ЮРИСТ&ЗАКОН, November 2018

Khrystyna Sushkevych, associate

Given dense competition, manufacturers (suppliers) are interested not only in producing goods, but also in their effective distribution. Therefore, pursuing the goal of effective distribution, exclusivity provision, in particular, is included to supply agreements. The provision, per se, prohibits a buyer from purchasing an analogous good from the supplier’s competitors. Interest of a supplier in exclusivity provision is due to a serious advantage he obtains as a result, since it limits cooperation of buyer with other contractors and thereby can push his competitors from the market. Buyer, in its turn, also quite often is interested in such cooperation type as he can obtain encouragement from the supplier, namely bonuses, discounts and more beneficial prices, etc.

Also, it should be noted that the AMCU pays much attention to observance of the legislation on protection of economic competition as concerns contractual relations between manufacturer of products (supplier) with his buyers. Hence, product realization scheme based on exclusivity can fall under the AMCU attention and be in the zone of risk of violation of economic competition protection legislation.

Exclusivity demonstration: where the risk zone starts

It should be noted that agreements with exclusivity condition are considered concerted actions according to the Law of Ukraine “On Protection of Economic Competition” (Competition Act). By the general rule, concerted actions are prohibited if they cause or can cause prevention, removal or limitation of competition.

For the time being, law enforcement practice of the AMCU in the area of vertical concerted actions is being actively developed, and the AMCU itself during law-making quite often employs European rules and approaches.

Therefore, standard requirements of the AMCU to vertical concerted actions (Standard Requirements) implementing to Ukrainian legislation approaches of the European Commission (EC, Commission) to vertical agreement assessment, consider, in particular, vertical concerted actions, in which supplier’s share on market where he sells contractual products does not exceed 30% and buyer’s share on market where he buyer contractual good also does not exceed 30%, within the safe zone.

Regarding “exclusivity” term, the Ukrainian legislation does not put it in a separate category and does not give a specific definition. However, it can exist as a result of including corresponding provisions to the agreement. In this case it is not required that the exclusivity condition be expressed by using an analogous term in an agreement, since exclusivity by its nature should be assessed considering its goal and possible consequences. Thus, exclusivity can be expressed as a result of creating some obligation for the buyer, applying encouragement, granting him special discounts, bonuses, etc. in case he complies with the rules set by supplier.
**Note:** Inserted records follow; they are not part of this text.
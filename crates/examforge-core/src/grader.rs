//! Automatic scoring of objective questions.
//!
//! Scoring is exact and all-or-nothing: no partial credit, no fuzzy
//! matching, no case folding beyond what the canonical value encodes.

use serde::{Deserialize, Serialize};

use crate::model::{AnswerValue, GradingOutcome, Question, QuestionKind};

/// Outcome and marks for a single answer.
#[derive(Debug, Clone, Copy, PartialEq, Serialize, Deserialize)]
pub struct Score {
    pub outcome: GradingOutcome,
    pub marks_awarded: f64,
}

impl Score {
    fn pending() -> Self {
        Self {
            outcome: GradingOutcome::Pending,
            marks_awarded: 0.0,
        }
    }

    fn incorrect() -> Self {
        Self {
            outcome: GradingOutcome::Incorrect,
            marks_awarded: 0.0,
        }
    }
}

/// Score `value` against `question`.
///
/// Subjective questions are left pending with zero marks. An unanswered
/// objective question, or one without a canonical answer, scores incorrect.
pub fn score(question: &Question, value: Option<&AnswerValue>) -> Score {
    if question.kind == QuestionKind::Subjective {
        return Score::pending();
    }

    match (question.answer.as_ref(), value) {
        (Some(canonical), Some(submitted)) if answers_match(canonical, submitted) => Score {
            outcome: GradingOutcome::Correct,
            marks_awarded: question.max_marks,
        },
        _ => Score::incorrect(),
    }
}

/// Structural equality, defined per variant.
pub fn answers_match(canonical: &AnswerValue, submitted: &AnswerValue) -> bool {
    match (canonical, submitted) {
        (AnswerValue::Scalar(a), AnswerValue::Scalar(b)) => a == b,
        (AnswerValue::MultiSelect(a), AnswerValue::MultiSelect(b)) => a == b,
        (AnswerValue::FreeText(a), AnswerValue::FreeText(b)) => a == b,
        _ => false,
    }
}
fn sqlite_store() -> Arc<dyn AttemptStore> {
    Arc::new(SqliteStore::open_in_memory().unwrap())
}

/// Catalog whose definitions can be republished mid-test.
#[derive(Default)]
struct RepublishingCatalog {
    definitions: RwLock<Vec<Arc<AssessmentDefinition>>>,
}

impl RepublishingCatalog {
    fn publish(&self, definition: AssessmentDefinition) {
        let mut definitions = self.definitions.write().unwrap();
        definitions.retain(|d| d.id != definition.id);
        definitions.push(Arc::new(definition));
    }
}

#[async_trait]
impl AssessmentCatalog for RepublishingCatalog {
    async fn get_definition(
        &self,
        assessment_id: &str,
    ) -> anyhow::Result<Option<Arc<AssessmentDefinition>>> {
        Ok(self
            .definitions
            .read()
            .unwrap()
            .iter()
            .find(|d| d.id == assessment_id)
            .cloned())
    }
}

// ---------------------------------------------------------------------------
// Scenarios
// ---------------------------------------------------------------------------

async fn all_objective_submit_is_evaluated_immediately(store: Arc<dyn AttemptStore>) {
    let h = harness(store, vec![assessment_a()]);
    let attempt = h.engine.start_attempt("A", "S").await.unwrap();
    assert_eq!(attempt.status, AttemptStatus::InProgress);

    h.engine
        .save_answer(attempt.id, "q1", AnswerValue::Scalar("a".into()))
        .await
        .unwrap();
    h.engine
        .save_answer(attempt.id, "q2", AnswerValue::Scalar("wrong".into()))
        .await
        .unwrap();

    let submitted = h.engine.submit_attempt(attempt.id).await.unwrap();
    assert_eq!(submitted.status, AttemptStatus::Evaluated);
    assert_eq!(submitted.total_score, 2.0);
    assert!(submitted.evaluated_at.is_some());

    let outcomes: Vec<_> = submitted.answers.iter().map(|a| a.outcome).collect();
    assert_eq!(
        outcomes,
        vec![
            GradingOutcome::Correct,
            GradingOutcome::Incorrect,
            GradingOutcome::Incorrect
        ]
    );
    assert!(submitted.is_score_consistent());

    let stored = h.engine.get_attempt(attempt.id).await.unwrap();
    assert_eq!(stored, submitted);
}

async fn mixed_assessment_waits_for_grader(store: Arc<dyn AttemptStore>) {
    let (events, mut rx) = ChannelEvents::new();
    let engine = AttemptEngine::new(
        Arc::new(StaticCatalog::new([assessment_b()])),
        store,
        EngineConfig::default(),
    )
    .with_clock(Arc::new(ManualClock::new(t() + Duration::seconds(10))))
    .with_events(Arc::new(events));

    let attempt = engine.start_attempt("B", "S").await.unwrap();
    engine
        .save_answer(attempt.id, "q1", AnswerValue::Scalar("a".into()))
        .await
        .unwrap();
    engine
        .save_answer(attempt.id, "essay", AnswerValue::FreeText("My essay".into()))
        .await
        .unwrap();

    let submitted = engine.submit_attempt(attempt.id).await.unwrap();
    assert_eq!(submitted.status, AttemptStatus::Submitted);
    assert_eq!(submitted.total_score, 2.0);
    assert_eq!(
        submitted.answer("essay").unwrap().outcome,
        GradingOutcome::Pending
    );

    let queue = engine
        .list_attempts("B", Some(AttemptStatus::Submitted))
        .await
        .unwrap();
    assert_eq!(queue.len(), 1);

    let evaluated = engine
        .evaluate_attempt(attempt.id, essay_grading(4.0))
        .await
        .unwrap();
    assert_eq!(evaluated.status, AttemptStatus::Evaluated);
    assert_eq!(evaluated.total_score, 6.0);
    assert_eq!(evaluated.feedback.as_deref(), Some("Good work"));
    assert_eq!(evaluated.grader_id.as_deref(), Some("grader-1"));
    let essay = evaluated.answer("essay").unwrap();
    assert_eq!(essay.outcome, GradingOutcome::Graded);
    assert_eq!(essay.comment.as_deref(), Some("clear structure"));

    assert_eq!(
        rx.recv().await,
        Some(AttemptEvent::Submitted {
            attempt_id: attempt.id
        })
    );
    assert_eq!(
        rx.recv().await,
        Some(AttemptEvent::Evaluated {
            attempt_id: attempt.id,
            total_score: 6.0
        })
    );
}

async fn out_of_range_marks_leave_attempt_unchanged(store: Arc<dyn AttemptStore>) {
    let h = harness(store, vec![assessment_b()]);
    let attempt = h.engine.start_attempt("B", "S").await.unwrap();
    let submitted = h.engine.submit_attempt(attempt.id).await.unwrap();

    let err = h
        .engine
        .evaluate_attempt(attempt.id, essay_grading(7.0))
        .await
        .unwrap_err();
    assert!(matches!(err, EngineError::MarksOutOfRange { .. }));
    assert_eq!(err.kind(), ErrorKind::Validation);

    let stored = h.engine.get_attempt(attempt.id).await.unwrap();
    assert_eq!(stored, submitted);
}

async fn second_start_returns_existing_id(store: Arc<dyn AttemptStore>) {
    let h = harness(store, vec![assessment_a()]);
    let first = h.engine.start_attempt("A", "S").await.unwrap();

    let err = h.engine.start_attempt("A", "S").await.unwrap_err();
    assert_eq!(err.existing_attempt(), Some(first.id));
    assert_eq!(err.kind(), ErrorKind::Conflict);

    let found = h.engine.find_attempt("A", "S").await.unwrap();
    assert_eq!(found.id, first.id);
}

async fn concurrent_starts_converge(store: Arc<dyn AttemptStore>) {
    let h = harness(store, vec![assessment_a()]);

    let tasks = (0..16).map(|_| {
        let engine = h.engine.clone();
        tokio::spawn(async move { engine.start_attempt("A", "S").await })
    });
    let results: Vec<_> = join_all(tasks)
        .await
        .into_iter()
        .map(|r| r.unwrap())
        .collect();

    let winners: Vec<_> = results.iter().filter_map(|r| r.as_ref().ok()).collect();
    assert_eq!(winners.len(), 1);
    let winner = winners[0].id;

    for result in &results {
        match result {
            Ok(attempt) => assert_eq!(attempt.id, winner),
            Err(e) => assert_eq!(e.existing_attempt(), Some(winner)),
        }
    }
    assert_eq!(h.engine.list_attempts("A", None).await.unwrap().len(), 1);
}

async fn save_racing_submit_is_all_or_nothing(store: Arc<dyn AttemptStore>) {
    let h = harness(store, vec![assessment_a()]);

    for student in 0..8 {
        let student = format!("s{student}");
        let attempt = h.engine.start_attempt("A", &student).await.unwrap();

        let saver = {
            let engine = h.engine.clone();
            tokio::spawn(async move {
                engine
                    .save_answer(attempt.id, "q1", AnswerValue::Scalar("a".into()))
                    .await
            })
        };
        let submitter = {
            let engine = h.engine.clone();
            tokio::spawn(async move { engine.submit_attempt(attempt.id).await })
        };

        let saved = saver.await.unwrap();
        submitter.await.unwrap().unwrap();

        let stored = h.engine.get_attempt(attempt.id).await.unwrap();
        assert_eq!(stored.status, AttemptStatus::Evaluated);
        assert!(stored.is_score_consistent());
        match saved {
            // The save landed before the freeze, so it was graded.
            Ok(_) => {
                let q1 = stored.answer("q1").unwrap();
                assert_eq!(q1.outcome, GradingOutcome::Correct);
                assert_eq!(stored.total_score, 2.0);
            }
            Err(e) => {
                assert!(matches!(
                    e,
                    EngineError::NotMutable {
                        reason: FrozenReason::Status(_),
                        ..
                    } | EngineError::AlreadySubmitted(_)
                ));
                assert!(stored.answer("q1").unwrap().value.is_none());
                assert_eq!(stored.total_score, 0.0);
            }
        }
    }
}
Single branding. The legislation on protection of economic competition does not define “single brand” concept, however, being guided by the European practice and approaches, it should be mentioned that single branding covers such agreements which oblige a buyer to purchase some goods from only one supplier. In general, single branding is not a prohibited practice under the European and Ukrainian competition legislation.

Single branding as a condition in a supply agreement, in particular, can be expressed as follows:

  • buyer’s obligation to buy more than 80% of goods from only one supplier. The buyer is obliged not to buy and re-sell goods of supplier’s competitors;
  • buyer’s obligation to buy supplier’s goods in the minimum quantity established by him. Now this practice is quite spread among companies on the pharmaceutical market.

It should be noted that antimonopoly risks which can arise upon employment of single branding, in particular, can be the following:

  • hindering access to market to competing and potential suppliers;
  • weakening competition and facilitating conspiration among suppliers.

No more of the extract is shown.